- [Problem requirements] Give only the number of lines in the following entries where "usize" appears.

- [Input records]
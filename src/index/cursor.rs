//! Resumable search cursor for the local engine.
//!
//! A cursor goes through two phases. While scoring, it walks the candidate
//! documents in chunks and gives up for this call once the deadline passes,
//! keeping its place. Once every candidate is scored, the matches are sorted
//! and handed out `limit` at a time.

use std::time::{Duration, Instant};

use super::engine::{CancelToken, DocumentId, EngineBatch};
use super::query::Query;
use super::scoring::{bm25_score, idf, sparse_cosine};
use super::store::{DocumentStore, StoredDocument};

/// Candidates scored between deadline and cancellation checks
const SCORE_CHUNK: usize = 256;

#[derive(Debug, Clone, Copy, PartialEq, Eq)]
pub enum RankingMode {
    Bm25,
    /// Cosine similarity of tf-idf vectors
    Similarity,
    /// Every match scores 0 and keeps document order
    Unscored,
}

#[derive(Debug)]
enum Phase {
    Pending,
    Scoring {
        candidates: Vec<DocumentId>,
        next: usize,
        scored: Vec<(DocumentId, f32)>,
    },
    Ranked {
        results: Vec<(DocumentId, f32)>,
        next: usize,
    },
    Finished,
}

#[derive(Debug)]
pub struct LocalCursor {
    query: Query,
    mode: RankingMode,
    cancel: CancelToken,
    phase: Phase,
}

impl LocalCursor {
    pub fn new(query: Query, mode: RankingMode, cancel: CancelToken) -> Self {
        Self {
            query,
            mode,
            cancel,
            phase: Phase::Pending,
        }
    }

    pub fn is_finished(&self) -> bool {
        matches!(self.phase, Phase::Finished)
    }

    pub fn advance(&mut self, store: &DocumentStore, limit: usize, timeout: Duration) -> EngineBatch {
        let deadline = Instant::now() + timeout;
        let limit = limit.max(1);

        loop {
            if self.cancel.is_cancelled() {
                self.phase = Phase::Finished;
                return EngineBatch::finished(Vec::new());
            }

            match std::mem::replace(&mut self.phase, Phase::Finished) {
                Phase::Pending => {
                    let candidates: Vec<DocumentId> = if self.query.is_empty() {
                        Vec::new()
                    } else {
                        self.query.candidates(store).iter().collect()
                    };
                    tracing::trace!(candidates = candidates.len(), "Search cursor started");
                    self.phase = Phase::Scoring {
                        scored: Vec::with_capacity(candidates.len()),
                        candidates,
                        next: 0,
                    };
                }
                Phase::Scoring {
                    candidates,
                    next,
                    mut scored,
                } => {
                    let end = (next + SCORE_CHUNK).min(candidates.len());
                    let scorer = Scorer::new(&self.query, self.mode, store);
                    for &id in &candidates[next..end] {
                        // Documents removed by a flush since the cursor started are skipped
                        let Some(doc) = store.get(id) else {
                            continue;
                        };
                        if self.query.matches(doc) {
                            scored.push((id, scorer.score(doc)));
                        }
                    }

                    if end >= candidates.len() {
                        scored.sort_by(|a, b| b.1.total_cmp(&a.1).then_with(|| a.0.cmp(&b.0)));
                        self.phase = Phase::Ranked {
                            results: scored,
                            next: 0,
                        };
                        continue;
                    }

                    self.phase = Phase::Scoring {
                        candidates,
                        next: end,
                        scored,
                    };
                    if Instant::now() >= deadline {
                        return EngineBatch {
                            matches: Vec::new(),
                            has_more: true,
                        };
                    }
                }
                Phase::Ranked { results, next } => {
                    let end = (next + limit).min(results.len());
                    let matches = results[next..end].to_vec();
                    if end < results.len() {
                        self.phase = Phase::Ranked { results, next: end };
                        return EngineBatch {
                            matches,
                            has_more: true,
                        };
                    }
                    return EngineBatch::finished(matches);
                }
                Phase::Finished => return EngineBatch::finished(Vec::new()),
            }
        }
    }
}

/// Per-advance scoring context; the query vector is computed once per chunk
struct Scorer<'a> {
    query: &'a Query,
    mode: RankingMode,
    store: &'a DocumentStore,
    total_docs: f32,
    avg_len: f32,
    query_vector: Vec<(String, f32)>,
}

impl<'a> Scorer<'a> {
    fn new(query: &'a Query, mode: RankingMode, store: &'a DocumentStore) -> Self {
        let total_docs = store.len() as f32;
        let query_vector = if mode == RankingMode::Similarity {
            query
                .term_vector(store)
                .into_iter()
                .map(|(term, tf)| {
                    let df = store.postings().doc_freq(&term) as f32;
                    let weight = tf as f32 * idf(df, total_docs);
                    (term, weight)
                })
                .collect()
        } else {
            Vec::new()
        };

        Self {
            query,
            mode,
            store,
            total_docs,
            avg_len: store.avg_length(),
            query_vector,
        }
    }

    fn score(&self, doc: &StoredDocument) -> f32 {
        match self.mode {
            RankingMode::Unscored => 0.0,
            RankingMode::Bm25 => self
                .query
                .matched_terms(doc)
                .into_iter()
                .map(|term| {
                    bm25_score(
                        doc.term_freq(term) as f32,
                        self.store.postings().doc_freq(term) as f32,
                        self.total_docs,
                        doc.length as f32,
                        self.avg_len,
                    )
                })
                .sum(),
            RankingMode::Similarity => {
                let mut doc_vector: Vec<(&str, f32)> = doc
                    .term_freqs
                    .iter()
                    .map(|(term, &tf)| {
                        let df = self.store.postings().doc_freq(term) as f32;
                        (term.as_str(), tf as f32 * idf(df, self.total_docs))
                    })
                    .collect();
                doc_vector.sort_by(|a, b| a.0.cmp(b.0));
                let query_vector: Vec<(&str, f32)> = self
                    .query_vector
                    .iter()
                    .map(|(term, weight)| (term.as_str(), *weight))
                    .collect();
                sparse_cosine(&query_vector, &doc_vector)
            }
        }
    }
}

- [Answer space] 4